Make sure you know about
- matplotlib color maps
- Palettable: many beautiful color palettes
Load the color module:
import plottools.colors as c
The color module provides a few color palettes as dictionaries that reference colors by standard color names.
c.color_palettes
is a dictionary referencing all color palettes provided by the module by their name.
For example
colors = c.color_palettes['muted']
colors['red']
returns the red color of the colors_muted palette. The returned
colors are valid matplotlib colors and can be passed on to the color,
facecolor, edgecolor, etc. arguments of the various matplotlib
plotting functions.
The following sections display the colors and their names of all provided palettes.
c.colors_plain
This palette is provided for completeness. The colors are made up of either full or half saturated RGB values, e.g. red is '#ff0000', green is '#00ff00', and orange is '#ff8000'.
c.colors_muted
This palette extends the colors_henninger palette.
c.colors_vivid
Vivid but not plain basic colors for a fresh look.
c.colors_tableau
This is matplotlib's tableau palette, the default in newer matplotlib
versions, also known as tab10.
c.colors_henninger
c.colors_scicomp
Nice red, orange and yellow, but blue and green need some improvement.
c.colors_unituebingen
c.colors_itten
c.colors_solarized
c.colors_material
Make colors lighter.
For 40% lightness of blue do
colors = c.color_palettes['muted']
lightblue = c.lighter(colors['blue'], 0.4)
Make colors darker.
For 40% darker blue do
colors = c.color_palettes['muted']
darkblue = c.darker(colors['blue'], 0.4)
Mix two colors.
For 30% transition between blue and orange do
colors = c.color_palettes['muted']
colors = c.color_palettes['muted']
color = c.gradient(colors['blue'], colors['orange'], 0.3)

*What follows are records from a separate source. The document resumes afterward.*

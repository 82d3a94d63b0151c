//! Entity identifiers are strings prefixed with the entity type
//! (`job_…`, `invoice_…`) rather than raw UUIDs.

use uuid::Uuid;

use super::value_objects::ValueObjectError;

/// Builds `<prefix><uuid-simple>`
pub fn generate_with_prefix(prefix: &str) -> String {
  format!("{}{}", prefix, Uuid::new_v4().simple())
}

/// Checks that `value` is `prefix` followed by a non-empty `[A-Za-z0-9-]` tail
pub fn validate_prefixed(value: &str, prefix: &str) -> Result<(), ValueObjectError> {
  let tail = value.strip_prefix(prefix).ok_or_else(|| {
    ValueObjectError::InvalidIdentifier(format!("'{}' must start with '{}'", value, prefix))
  })?;

  if tail.is_empty() || tail.len() > 64 {
    return Err(ValueObjectError::InvalidIdentifier(format!(
      "'{}' has an invalid length",
      value
    )));
  }

  if !tail.chars().all(|c| c.is_ascii_alphanumeric() || c == '-') {
    return Err(ValueObjectError::InvalidIdentifier(format!(
      "'{}' contains invalid characters",
      value
    )));
  }

  Ok(())
}

/// Declares a string identifier type with a fixed prefix
macro_rules! prefixed_id {
  ($(#[$meta:meta])* $name:ident, $prefix:literal) => {
    $(#[$meta])*
    #[derive(
      Debug, Clone, PartialEq, Eq, Hash, PartialOrd, Ord, serde::Serialize, serde::Deserialize,
    )]
    #[serde(try_from = "String", into = "String")]
    pub struct $name(String);

    impl $name {
      pub const PREFIX: &'static str = $prefix;

      pub fn generate() -> Self {
        Self($crate::domain::shared::ids::generate_with_prefix(Self::PREFIX))
      }

      pub fn parse(
        value: impl Into<String>,
      ) -> Result<Self, $crate::domain::shared::value_objects::ValueObjectError> {
        let value = value.into();
        $crate::domain::shared::ids::validate_prefixed(&value, Self::PREFIX)?;
        Ok(Self(value))
      }

      pub fn as_str(&self) -> &str {
        &self.0
      }
    }

    impl TryFrom<String> for $name {
      type Error = $crate::domain::shared::value_objects::ValueObjectError;

      fn try_from(value: String) -> Result<Self, Self::Error> {
        Self::parse(value)
      }
    }

    impl From<$name> for String {
      fn from(id: $name) -> Self {
        id.0
      }
    }

    impl std::fmt::Display for $name {
      fn fmt(&self, f: &mut std::fmt::Formatter<'_>) -> std::fmt::Result {
        f.write_str(&self.0)
      }
    }
  };
}

pub(crate) use prefixed_id;

#[cfg(test)]
mod tests {
  use super::*;

  prefixed_id!(SampleId, "sample_");

  #[test]
  fn test_generated_ids_carry_prefix() {
    let id = SampleId::generate();
    assert!(id.as_str().starts_with("sample_"));
    assert_eq!(id.as_str().len(), "sample_".len() + 32);
    assert_eq!(SampleId::parse(id.to_string()).unwrap(), id);
  }

  #[test]
  fn test_parse_rejects_wrong_prefix() {
    assert!(SampleId::parse("other_abc").is_err());
    assert!(SampleId::parse("sample_").is_err());
    assert!(SampleId::parse("sample_a b").is_err());
    assert!(SampleId::parse("sample_legacy-42").is_ok());
  }

  #[test]
  fn test_serde_goes_through_validation() {
    let parsed: SampleId = serde_json::from_str("\"sample_abc123\"").unwrap();
    assert_eq!(parsed.as_str(), "sample_abc123");
    assert!(serde_json::from_str::<SampleId>("\"nope\"").is_err());
  }
}
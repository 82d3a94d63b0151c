use actix_web::{
  Error, HttpMessage, HttpRequest, ResponseError,
  body::EitherBody,
  dev::{Service, ServiceRequest, ServiceResponse, Transform, forward_ready},
};
use futures_util::future::LocalBoxFuture;
use std::{
  future::{Ready, ready},
  rc::Rc,
  str::FromStr,
};

use crate::{
  adapters::http::errors::ApiError,
  domain::access::{AccessError, Actor, Role},
};

pub const ACTOR_ID_HEADER: &str = "X-Actor-Id";
pub const ACTOR_ROLE_HEADER: &str = "X-Actor-Role";

/// Builds an [`Actor`] from the identity headers set by the gateway and
/// attaches it to the request. Requests without a usable identity get 401.
///
/// ```no_run
/// use actix_web::{App, web};
/// # use haulflow::adapters::http::middleware::ActorMiddleware;
///
/// let app = App::new().service(
///   web::scope("/api/v1")
///     .wrap(ActorMiddleware::new())
///     .route("/jobs", web::get().to(|| async { "jobs" })),
/// );
/// ```
#[derive(Debug, Clone, Default)]
pub struct ActorMiddleware;

impl ActorMiddleware {
  pub fn new() -> Self {
    Self
  }
}

impl<S, B> Transform<S, ServiceRequest> for ActorMiddleware
where
  S: Service<ServiceRequest, Response = ServiceResponse<B>, Error = Error> + 'static,
  S::Future: 'static,
  B: 'static,
{
  type Response = ServiceResponse<EitherBody<B>>;
  type Error = Error;
  type Transform = ActorMiddlewareService<S>;
  type InitError = ();
  type Future = Ready<Result<Self::Transform, Self::InitError>>;

  fn new_transform(&self, service: S) -> Self::Future {
    ready(Ok(ActorMiddlewareService {
      service: Rc::new(service),
    }))
  }
}

pub struct ActorMiddlewareService<S> {
  service: Rc<S>,
}

impl<S, B> Service<ServiceRequest> for ActorMiddlewareService<S>
where
  S: Service<ServiceRequest, Response = ServiceResponse<B>, Error = Error> + 'static,
  S::Future: 'static,
  B: 'static,
{
  type Response = ServiceResponse<EitherBody<B>>;
  type Error = Error;
  type Future = LocalBoxFuture<'static, Result<Self::Response, Self::Error>>;

  forward_ready!(service);

  fn call(&self, req: ServiceRequest) -> Self::Future {
    let service = Rc::clone(&self.service);

    Box::pin(async move {
      let actor = match extract_actor(&req) {
        Ok(actor) => actor,
        Err(e) => {
          tracing::debug!("Rejected {} {}: {}", req.method(), req.path(), e);
          let (request, _) = req.into_parts();
          let response = ApiError::from(e).error_response().map_into_right_body();
          return Ok(ServiceResponse::new(request, response));
        }
      };

      req.extensions_mut().insert(actor);

      let res = service.call(req).await?;
      Ok(res.map_into_left_body())
    })
  }
}

fn header<'a>(req: &'a ServiceRequest, name: &str) -> Option<&'a str> {
  req
    .headers()
    .get(name)
    .and_then(|h| h.to_str().ok())
    .map(str::trim)
    .filter(|value| !value.is_empty())
}

fn extract_actor(req: &ServiceRequest) -> Result<Actor, AccessError> {
  let id = header(req, ACTOR_ID_HEADER).ok_or(AccessError::MissingActor)?;
  let role = header(req, ACTOR_ROLE_HEADER).ok_or(AccessError::MissingActor)?;
  Actor::new(id, Role::from_str(role)?)
}

/// Access to the actor attached by [`ActorMiddleware`]
pub trait ActorExt {
  fn actor(&self) -> Result<Actor, ApiError>;
}

impl ActorExt for HttpRequest {
  fn actor(&self) -> Result<Actor, ApiError> {
    self
      .extensions()
      .get::<Actor>()
      .cloned()
      .ok_or_else(|| ApiError::from(AccessError::MissingActor))
  }
}

#[cfg(test)]
mod tests {
  use super::*;
  use actix_web::{
    App, HttpResponse,
    http::StatusCode,
    test::{self, TestRequest},
    web,
  };

  #[test]
  fn test_extract_actor() {
    let req = TestRequest::default()
      .insert_header((ACTOR_ID_HEADER, "user-7"))
      .insert_header((ACTOR_ROLE_HEADER, "Dispatcher"))
      .to_srv_request();
    let actor = extract_actor(&req).unwrap();
    assert_eq!(actor.id, "user-7");
    assert_eq!(actor.role, Role::Dispatcher);
  }

  #[test]
  fn test_extract_actor_rejects_missing_or_unknown() {
    let req = TestRequest::default()
      .insert_header((ACTOR_ROLE_HEADER, "admin"))
      .to_srv_request();
    assert_eq!(extract_actor(&req), Err(AccessError::MissingActor));

    let req = TestRequest::default()
      .insert_header((ACTOR_ID_HEADER, "user-7"))
      .insert_header((ACTOR_ROLE_HEADER, "superuser"))
      .to_srv_request();
    assert_eq!(
      extract_actor(&req),
      Err(AccessError::UnknownRole("superuser".to_string()))
    );
  }

  #[actix_web::test]
  async fn test_middleware_attaches_actor() {
    async fn whoami(req: HttpRequest) -> Result<HttpResponse, ApiError> {
      let actor = req.actor()?;
      Ok(HttpResponse::Ok().body(actor.id))
    }

    let app = test::init_service(
      App::new()
        .wrap(ActorMiddleware::new())
        .route("/", web::get().to(whoami)),
    )
    .await;

    let req = TestRequest::get()
      .uri("/")
      .insert_header((ACTOR_ID_HEADER, "user-9"))
      .insert_header((ACTOR_ROLE_HEADER, "viewer"))
      .to_request();
    let resp = test::call_service(&app, req).await;
    assert_eq!(resp.status(), StatusCode::OK);
    assert_eq!(test::read_body(resp).await, "user-9");

    let req = TestRequest::get().uri("/").to_request();
    let resp = test::call_service(&app, req).await;
    assert_eq!(resp.status(), StatusCode::UNAUTHORIZED);
  }
}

If you want to use in your LaTeX document the same colors as in your plots,
then you can export matplotlib colors using the latex_colors() function.
Either for single colors:
colors = c.color_palettes['muted']
c.latex_colors(colors['red'], 'red')
writes to the console
\definecolor{red}{rgb}{0.753,0.153,0.090}
or for a whole palette:
c.latex_colors(c.color_palettes['vivid'])
writes to the console
\definecolor{red}{rgb}{0.843,0.063,0.000}
\definecolor{orange}{rgb}{1.000,0.565,0.000}
\definecolor{yellow}{rgb}{1.000,0.969,0.000}
...
Then copy the color definitions into you LaTeX preamble. Do not forget to
load the color or xcolor packages before:
\usepackage{xcolor}
You then can use the newly defined colors with the usual commands, like for example:
\textcolor{red}{Some text in my special red.}
Generate and register a color map from colors like this:
colors = c.color_palettes['muted']
cmcolors = [colors['red'],
c.lighter(colors['orange'], 0.85),
c.lighter(colors['yellow'], 0.2),
c.lighter(colors['lightblue'], 0.8),
colors['blue']]
cmvalues = [0.0, 0.25, 0.5, 0.8, 1.0]
c.colormap('RYB', cmcolors, cmvalues)
This is just a simple wrapper for
matplotlib.colors.LinearSegmentedColormap and matplotlib.cm import register_cmap.

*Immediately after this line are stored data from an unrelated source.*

#[cfg(test)]
mod tests {
  use super::*;
  use crate::adapters::http::handlers::health::health_handler;
  use crate::adapters::http::middleware::{ACTOR_ID_HEADER, ACTOR_ROLE_HEADER, ActorMiddleware};
  use crate::domain::company::CompanyType;
  use crate::domain::job::JobStatus;
  use crate::domain::webhook::WebhookEventRepository;
  use crate::infrastructure::persistence::memory::test_support::{company, services};
  use crate::infrastructure::persistence::memory::{InMemoryWebhookEventRepository, MemoryStore};
  use actix_web::{
    App,
    http::StatusCode,
    test::{self, TestRequest},
  };
  use serde_json::{Value, json};

  struct Harness {
    store: Arc<MemoryStore>,
    deps: ApiDependencies,
    webhook: Arc<ReceiveWebhookUseCase>,
  }

  fn harness() -> Harness {
    let (store, svc) = services();
    let jobs = Arc::new(svc.jobs);
    let invoices = Arc::new(svc.invoices);
    let webhook_repo: Arc<dyn WebhookEventRepository> =
      Arc::new(InMemoryWebhookEventRepository::new(store.clone()));

    Harness {
      deps: ApiDependencies {
        jobs: JobRouteDependencies::new(jobs.clone()),
        invoices: InvoiceRouteDependencies::new(invoices.clone(), None),
        companies: CompanyRouteDependencies::new(Arc::new(svc.companies)),
        dashboard: web::Data::new(DashboardStore::new(jobs, invoices)),
      },
      webhook: Arc::new(ReceiveWebhookUseCase::new(webhook_repo)),
      store,
    }
  }

  macro_rules! init_app {
    ($harness:expr) => {{
      let deps = $harness.deps.clone();
      let webhook = $harness.webhook.clone();
      test::init_service(
        App::new()
          .app_data(json_config())
          .app_data(query_config())
          .service(
            web::scope("/api/v1/webhooks").configure(|cfg| configure_webhook_routes(cfg, webhook)),
          )
          .route("/api/v1/health", web::get().to(health_handler))
          .service(
            web::scope("/api/v1")
              .wrap(ActorMiddleware::new())
              .configure(|cfg| configure_api_routes(cfg, deps)),
          ),
      )
      .await
    }};
  }

  fn as_role(request: TestRequest, role: &str) -> TestRequest {
    request
      .insert_header((ACTOR_ID_HEADER, "user-1"))
      .insert_header((ACTOR_ROLE_HEADER, role))
  }

  fn job_body() -> Value {
    json!({
      "pickup": {"address": "1 Quay St", "city": "Leeds", "postcode": "LS1 4AP"},
      "delivery": {"address": "2 Dock Rd", "city": "Bristol", "postcode": "BS1 6QA"},
      "pickup_date": "2026-10-01",
      "delivery_date": "2026-10-02",
      "value": 1000,
      "agreed_cost_gbp": 650
    })
  }

  #[actix_web::test]
  async fn test_health_needs_no_actor() {
    let harness = harness();
    let app = init_app!(harness);

    let resp = test::call_service(&app, TestRequest::get().uri("/api/v1/health").to_request()).await;
    assert_eq!(resp.status(), StatusCode::OK);
  }

  #[actix_web::test]
  async fn test_actor_and_capabilities_are_enforced() {
    let harness = harness();
    let app = init_app!(harness);

    let req = TestRequest::get().uri("/api/v1/jobs").to_request();
    let resp = test::call_service(&app, req).await;
    assert_eq!(resp.status(), StatusCode::UNAUTHORIZED);

    let req = as_role(TestRequest::post().uri("/api/v1/jobs"), "viewer")
      .set_json(job_body())
      .to_request();
    let resp = test::call_service(&app, req).await;
    assert_eq!(resp.status(), StatusCode::FORBIDDEN);
    let body: Value = test::read_body_json(resp).await;
    assert_eq!(body["error"], "forbidden");

    let req = as_role(TestRequest::get().uri("/api/v1/jobs"), "viewer").to_request();
    let resp = test::call_service(&app, req).await;
    assert_eq!(resp.status(), StatusCode::OK);
  }

  #[actix_web::test]
  async fn test_job_lifecycle_over_http() {
    let harness = harness();
    let app = init_app!(harness);

    let req = as_role(TestRequest::post().uri("/api/v1/jobs"), "dispatcher")
      .set_json(job_body())
      .to_request();
    let resp = test::call_service(&app, req).await;
    assert_eq!(resp.status(), StatusCode::CREATED);
    let job: Value = test::read_body_json(resp).await;
    assert_eq!(job["status"], "booked");
    let id = job["id"].as_str().unwrap().to_string();

    let req = as_role(
      TestRequest::get().uri(&format!("/api/v1/jobs/{}/transitions", id)),
      "viewer",
    )
    .to_request();
    let body: Value = test::call_and_read_body_json(&app, req).await;
    assert_eq!(body["status"], "booked");

    // Skipping ahead is an illegal transition
    let req = as_role(
      TestRequest::post().uri(&format!("/api/v1/jobs/{}/transition", id)),
      "dispatcher",
    )
    .set_json(json!({"to": "invoiced"}))
    .to_request();
    let resp = test::call_service(&app, req).await;
    assert_eq!(resp.status(), StatusCode::CONFLICT);
    let body: Value = test::read_body_json(resp).await;
    assert_eq!(body["error"], "illegal_transition");

    // Rule failures on mark-ready come back as data
    let req = as_role(
      TestRequest::post().uri(&format!("/api/v1/jobs/{}/ready-for-invoicing", id)),
      "accounts",
    )
    .to_request();
    let resp = test::call_service(&app, req).await;
    assert_eq!(resp.status(), StatusCode::OK);
    let body: Value = test::read_body_json(resp).await;
    assert_eq!(body["success"], false);
    assert!(!body["error"].as_str().unwrap().is_empty());
  }

  #[actix_web::test]
  async fn test_validation_errors_carry_field_paths() {
    let harness = harness();
    let app = init_app!(harness);

    let mut body = job_body();
    body["pickup"]["postcode"] = json!("12345");
    let req = as_role(TestRequest::post().uri("/api/v1/jobs"), "dispatcher")
      .set_json(body)
      .to_request();
    let resp = test::call_service(&app, req).await;
    assert_eq!(resp.status(), StatusCode::BAD_REQUEST);
    let body: Value = test::read_body_json(resp).await;
    assert_eq!(body["error"], "validation_error");
    assert_eq!(body["details"]["pickup.postcode"][0], "Postcode is not valid");

    let mut body = job_body();
    body["job_reference"] = json!("JOB-1");
    let req = as_role(TestRequest::post().uri("/api/v1/jobs"), "dispatcher")
      .set_json(body)
      .to_request();
    let resp = test::call_service(&app, req).await;
    assert_eq!(resp.status(), StatusCode::BAD_REQUEST);
  }

  #[actix_web::test]
  async fn test_company_with_jobs_cannot_be_deleted() {
    let harness = harness();
    let customer = company(&harness.store, CompanyType::Customer).await;
    let app = init_app!(harness);

    let mut body = job_body();
    body["customer_id"] = json!(customer.id.as_str());
    let req = as_role(TestRequest::post().uri("/api/v1/jobs"), "admin")
      .set_json(body)
      .to_request();
    assert_eq!(test::call_service(&app, req).await.status(), StatusCode::CREATED);

    let req = as_role(
      TestRequest::delete().uri(&format!("/api/v1/companies/{}", customer.id)),
      "admin",
    )
    .to_request();
    let resp = test::call_service(&app, req).await;
    assert_eq!(resp.status(), StatusCode::CONFLICT);
    let body: Value = test::read_body_json(resp).await;
    assert_eq!(body["error"], "referential_integrity");
    assert_eq!(body["details"]["job_count"], 1);
    assert_eq!(harness.store.company_count().await, 1);
  }

  #[actix_web::test]
  async fn test_payment_intent_without_gateway_is_unavailable() {
    let harness = harness();
    let app = init_app!(harness);

    let req = as_role(
      TestRequest::post().uri("/api/v1/invoices/invoice_abc/payment-intent"),
      "accounts",
    )
    .to_request();
    let resp = test::call_service(&app, req).await;
    assert_eq!(resp.status(), StatusCode::SERVICE_UNAVAILABLE);
  }

  #[actix_web::test]
  async fn test_dashboard_counts_jobs() {
    let harness = harness();
    let app = init_app!(harness);

    let req = as_role(TestRequest::post().uri("/api/v1/jobs"), "admin")
      .set_json(job_body())
      .to_request();
    assert_eq!(test::call_service(&app, req).await.status(), StatusCode::CREATED);

    let req = as_role(TestRequest::post().uri("/api/v1/dashboard/refresh"), "dispatcher").to_request();
    let body: Value = test::call_and_read_body_json(&app, req).await;
    assert_eq!(body["job_counts"][JobStatus::Booked.as_str()], 1);
    assert_eq!(body["outstanding_invoice_total"], json!([]));
  }

  #[actix_web::test]
  async fn test_webhooks_accept_json_and_form() {
    let harness = harness();
    let app = init_app!(harness);

    let req = TestRequest::post()
      .uri("/api/v1/webhooks?integration_id=telematics")
      .insert_header(("Content-Type", "application/x-www-form-urlencoded"))
      .set_payload("status=delivered&job=JOB-1")
      .to_request();
    let resp = test::call_service(&app, req).await;
    assert_eq!(resp.status(), StatusCode::ACCEPTED);
    let body: Value = test::read_body_json(resp).await;
    assert!(body["event_id"].as_str().unwrap().starts_with("webhook_"));

    let req = TestRequest::post()
      .uri("/api/v1/webhooks")
      .set_json(json!({"type": "ping"}))
      .to_request();
    let resp = test::call_service(&app, req).await;
    assert_eq!(resp.status(), StatusCode::BAD_REQUEST);

    let req = TestRequest::post()
      .uri("/api/v1/webhooks?integration_id=stripe")
      .insert_header(("Content-Type", "text/plain"))
      .set_payload("hello")
      .to_request();
    let resp = test::call_service(&app, req).await;
    assert_eq!(resp.status(), StatusCode::UNSUPPORTED_MEDIA_TYPE);
  }
}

The new colormap can then be used directly by its name for the cmap
arguments of imshow(), pcolormesh(), contourf(), etc.:
ax.imshow(image, cmap='RYB')
Retrieve a single color from a color map:
jet_red = c.cmap_color('jet', 0.0)
For displaying colors and color maps, four functions are provided:
plot_colors(): plot all colors of a palette and optionally some lighter and darker variants.
plot_complementary_colors(): plot complementary colors of a palette on top of each other.
plot_color_comparison(): plot matching colors of severals palettes on top of each other.
plot_colormap(): plot a color map and its luminance.
These functions are helpfull when creating new palettes. See their documentation for details on how to use them.